- **Exercise goal**
Report every line of the records beneath this task that holds the string "preceded".

- **Input**
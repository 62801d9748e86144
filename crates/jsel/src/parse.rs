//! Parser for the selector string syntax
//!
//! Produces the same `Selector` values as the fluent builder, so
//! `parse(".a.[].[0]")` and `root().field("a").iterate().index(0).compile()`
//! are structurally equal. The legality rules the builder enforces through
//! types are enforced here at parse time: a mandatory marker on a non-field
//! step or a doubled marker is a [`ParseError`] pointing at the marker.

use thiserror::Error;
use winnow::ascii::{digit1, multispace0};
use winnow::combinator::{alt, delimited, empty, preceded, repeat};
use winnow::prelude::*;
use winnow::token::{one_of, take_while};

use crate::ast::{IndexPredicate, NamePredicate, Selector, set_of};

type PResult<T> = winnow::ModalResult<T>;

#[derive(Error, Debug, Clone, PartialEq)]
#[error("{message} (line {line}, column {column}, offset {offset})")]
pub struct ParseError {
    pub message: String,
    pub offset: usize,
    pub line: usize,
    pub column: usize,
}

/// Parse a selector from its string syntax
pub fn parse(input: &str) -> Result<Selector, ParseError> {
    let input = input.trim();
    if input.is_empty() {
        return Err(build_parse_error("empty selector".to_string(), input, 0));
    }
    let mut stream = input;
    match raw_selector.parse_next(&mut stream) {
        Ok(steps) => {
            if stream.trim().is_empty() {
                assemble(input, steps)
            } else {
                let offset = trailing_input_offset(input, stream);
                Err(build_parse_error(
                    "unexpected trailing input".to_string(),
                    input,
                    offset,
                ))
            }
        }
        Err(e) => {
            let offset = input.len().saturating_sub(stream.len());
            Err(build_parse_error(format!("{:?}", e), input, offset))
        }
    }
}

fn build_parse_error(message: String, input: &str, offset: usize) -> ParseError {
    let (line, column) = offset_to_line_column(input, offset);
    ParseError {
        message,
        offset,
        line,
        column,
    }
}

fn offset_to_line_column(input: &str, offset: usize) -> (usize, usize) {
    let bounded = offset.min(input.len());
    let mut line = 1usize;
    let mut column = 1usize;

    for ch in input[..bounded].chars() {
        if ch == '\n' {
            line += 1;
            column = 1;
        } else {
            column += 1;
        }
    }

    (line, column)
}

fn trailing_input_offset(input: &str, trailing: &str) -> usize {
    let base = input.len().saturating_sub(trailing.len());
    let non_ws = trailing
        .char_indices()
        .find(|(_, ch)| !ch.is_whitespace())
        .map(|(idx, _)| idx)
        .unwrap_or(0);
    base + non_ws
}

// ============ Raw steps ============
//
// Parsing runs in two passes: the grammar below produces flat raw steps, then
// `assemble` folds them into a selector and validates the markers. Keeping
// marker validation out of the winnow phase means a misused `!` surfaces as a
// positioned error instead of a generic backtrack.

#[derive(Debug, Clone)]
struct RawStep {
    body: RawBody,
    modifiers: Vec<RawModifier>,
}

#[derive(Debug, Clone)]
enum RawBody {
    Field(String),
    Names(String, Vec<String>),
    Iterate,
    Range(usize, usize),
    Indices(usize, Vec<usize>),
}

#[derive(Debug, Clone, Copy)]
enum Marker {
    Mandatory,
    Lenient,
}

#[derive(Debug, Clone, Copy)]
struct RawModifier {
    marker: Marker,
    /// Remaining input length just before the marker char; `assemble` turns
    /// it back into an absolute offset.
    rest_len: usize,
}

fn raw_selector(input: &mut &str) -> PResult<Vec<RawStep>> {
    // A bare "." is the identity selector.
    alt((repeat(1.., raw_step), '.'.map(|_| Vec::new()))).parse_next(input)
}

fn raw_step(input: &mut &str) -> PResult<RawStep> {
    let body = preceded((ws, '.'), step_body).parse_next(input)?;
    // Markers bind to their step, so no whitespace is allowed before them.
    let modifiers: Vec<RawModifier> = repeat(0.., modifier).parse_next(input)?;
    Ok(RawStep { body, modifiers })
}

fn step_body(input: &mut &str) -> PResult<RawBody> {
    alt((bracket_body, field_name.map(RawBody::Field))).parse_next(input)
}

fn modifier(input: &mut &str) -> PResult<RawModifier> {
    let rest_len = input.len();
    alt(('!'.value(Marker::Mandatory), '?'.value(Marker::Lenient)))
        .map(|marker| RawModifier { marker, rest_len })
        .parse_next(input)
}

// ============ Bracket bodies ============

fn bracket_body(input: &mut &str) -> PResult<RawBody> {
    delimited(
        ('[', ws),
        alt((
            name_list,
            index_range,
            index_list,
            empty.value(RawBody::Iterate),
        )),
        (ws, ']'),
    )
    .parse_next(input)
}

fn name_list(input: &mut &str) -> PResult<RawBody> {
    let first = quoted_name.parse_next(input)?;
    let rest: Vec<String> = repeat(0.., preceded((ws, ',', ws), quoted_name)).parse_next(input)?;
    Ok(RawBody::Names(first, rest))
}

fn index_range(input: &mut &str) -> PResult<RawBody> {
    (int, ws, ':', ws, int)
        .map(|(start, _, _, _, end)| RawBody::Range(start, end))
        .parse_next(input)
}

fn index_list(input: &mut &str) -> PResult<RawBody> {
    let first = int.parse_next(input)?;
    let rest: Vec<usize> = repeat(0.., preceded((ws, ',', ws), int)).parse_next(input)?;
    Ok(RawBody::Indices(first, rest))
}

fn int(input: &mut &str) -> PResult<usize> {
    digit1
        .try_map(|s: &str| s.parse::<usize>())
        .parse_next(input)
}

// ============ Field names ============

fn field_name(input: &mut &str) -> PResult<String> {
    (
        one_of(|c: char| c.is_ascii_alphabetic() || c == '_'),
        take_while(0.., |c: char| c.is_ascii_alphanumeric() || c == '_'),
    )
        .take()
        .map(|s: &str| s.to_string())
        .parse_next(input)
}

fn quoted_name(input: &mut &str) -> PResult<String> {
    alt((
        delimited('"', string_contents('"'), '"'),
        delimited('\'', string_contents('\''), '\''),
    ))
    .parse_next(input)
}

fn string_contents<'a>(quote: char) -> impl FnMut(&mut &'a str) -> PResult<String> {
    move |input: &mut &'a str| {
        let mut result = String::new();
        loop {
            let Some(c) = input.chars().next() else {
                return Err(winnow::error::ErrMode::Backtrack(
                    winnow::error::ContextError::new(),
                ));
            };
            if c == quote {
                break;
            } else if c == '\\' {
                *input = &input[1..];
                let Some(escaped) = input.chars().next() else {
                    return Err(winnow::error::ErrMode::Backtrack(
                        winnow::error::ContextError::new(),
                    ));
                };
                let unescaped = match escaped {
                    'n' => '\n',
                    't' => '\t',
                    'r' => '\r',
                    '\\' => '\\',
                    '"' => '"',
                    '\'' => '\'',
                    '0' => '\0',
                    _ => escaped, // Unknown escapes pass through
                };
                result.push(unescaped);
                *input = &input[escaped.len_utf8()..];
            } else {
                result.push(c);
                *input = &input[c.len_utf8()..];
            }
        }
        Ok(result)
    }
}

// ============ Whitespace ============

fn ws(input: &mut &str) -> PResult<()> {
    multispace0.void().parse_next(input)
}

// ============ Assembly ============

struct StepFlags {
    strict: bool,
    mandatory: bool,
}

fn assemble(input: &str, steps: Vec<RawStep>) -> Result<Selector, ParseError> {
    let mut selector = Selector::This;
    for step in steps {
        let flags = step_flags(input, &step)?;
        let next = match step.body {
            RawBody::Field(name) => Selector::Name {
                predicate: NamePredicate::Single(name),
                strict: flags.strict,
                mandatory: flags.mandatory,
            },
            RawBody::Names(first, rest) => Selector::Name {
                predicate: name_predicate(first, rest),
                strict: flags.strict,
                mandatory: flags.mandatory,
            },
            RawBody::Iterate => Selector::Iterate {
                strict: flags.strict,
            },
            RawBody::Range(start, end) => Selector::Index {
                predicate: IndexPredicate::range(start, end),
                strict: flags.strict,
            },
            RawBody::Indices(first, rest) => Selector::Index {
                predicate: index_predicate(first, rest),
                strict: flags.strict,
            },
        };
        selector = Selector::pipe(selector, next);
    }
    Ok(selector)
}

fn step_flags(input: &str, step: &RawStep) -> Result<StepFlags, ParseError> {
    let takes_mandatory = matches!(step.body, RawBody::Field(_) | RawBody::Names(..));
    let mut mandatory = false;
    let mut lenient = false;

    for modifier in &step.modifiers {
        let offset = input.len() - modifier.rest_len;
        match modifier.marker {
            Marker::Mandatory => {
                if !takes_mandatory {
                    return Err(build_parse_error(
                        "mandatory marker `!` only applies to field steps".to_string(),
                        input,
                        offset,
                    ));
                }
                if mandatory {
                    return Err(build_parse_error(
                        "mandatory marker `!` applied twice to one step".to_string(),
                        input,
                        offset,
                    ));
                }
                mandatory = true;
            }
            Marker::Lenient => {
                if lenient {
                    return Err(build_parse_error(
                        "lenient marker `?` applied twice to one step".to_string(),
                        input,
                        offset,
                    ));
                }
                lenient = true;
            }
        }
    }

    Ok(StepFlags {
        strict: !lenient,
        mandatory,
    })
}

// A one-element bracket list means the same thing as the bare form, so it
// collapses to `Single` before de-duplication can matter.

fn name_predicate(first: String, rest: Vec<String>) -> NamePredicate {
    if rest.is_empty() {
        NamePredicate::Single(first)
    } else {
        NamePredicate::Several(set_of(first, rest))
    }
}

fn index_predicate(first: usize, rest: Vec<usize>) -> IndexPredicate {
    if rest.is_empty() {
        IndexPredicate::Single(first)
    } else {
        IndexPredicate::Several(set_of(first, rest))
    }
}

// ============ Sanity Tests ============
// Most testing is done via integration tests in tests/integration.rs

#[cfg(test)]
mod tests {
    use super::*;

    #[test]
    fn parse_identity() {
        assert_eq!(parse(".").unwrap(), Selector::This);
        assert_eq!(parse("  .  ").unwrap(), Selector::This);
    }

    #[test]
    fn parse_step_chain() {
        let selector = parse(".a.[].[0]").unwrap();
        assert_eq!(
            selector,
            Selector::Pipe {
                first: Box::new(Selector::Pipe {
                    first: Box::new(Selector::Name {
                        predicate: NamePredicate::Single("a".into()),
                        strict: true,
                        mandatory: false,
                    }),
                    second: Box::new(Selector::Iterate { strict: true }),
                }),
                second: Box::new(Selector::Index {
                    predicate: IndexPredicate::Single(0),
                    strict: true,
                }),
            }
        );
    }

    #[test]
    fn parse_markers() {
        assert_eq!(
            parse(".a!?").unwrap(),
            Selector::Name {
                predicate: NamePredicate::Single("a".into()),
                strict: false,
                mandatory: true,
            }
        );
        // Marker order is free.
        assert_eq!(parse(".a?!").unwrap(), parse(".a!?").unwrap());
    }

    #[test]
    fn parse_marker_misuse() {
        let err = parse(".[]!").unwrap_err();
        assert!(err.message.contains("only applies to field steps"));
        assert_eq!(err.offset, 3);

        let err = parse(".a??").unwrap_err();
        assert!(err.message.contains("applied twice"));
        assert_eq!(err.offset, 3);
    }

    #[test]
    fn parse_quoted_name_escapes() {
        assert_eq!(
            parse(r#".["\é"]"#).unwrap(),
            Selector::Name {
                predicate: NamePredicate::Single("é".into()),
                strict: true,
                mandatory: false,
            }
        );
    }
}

- **Written reply**
use winnow::combinator::{alt, delimited, empty, preceded, repeat};
    let body = preceded((ws, '.'), step_body).parse_next(input)?;
    let rest: Vec<String> = repeat(0.., preceded((ws, ',', ws), quoted_name)).parse_next(input)?;
    let rest: Vec<usize> = repeat(0.., preceded((ws, ',', ws), int)).parse_next(input)?;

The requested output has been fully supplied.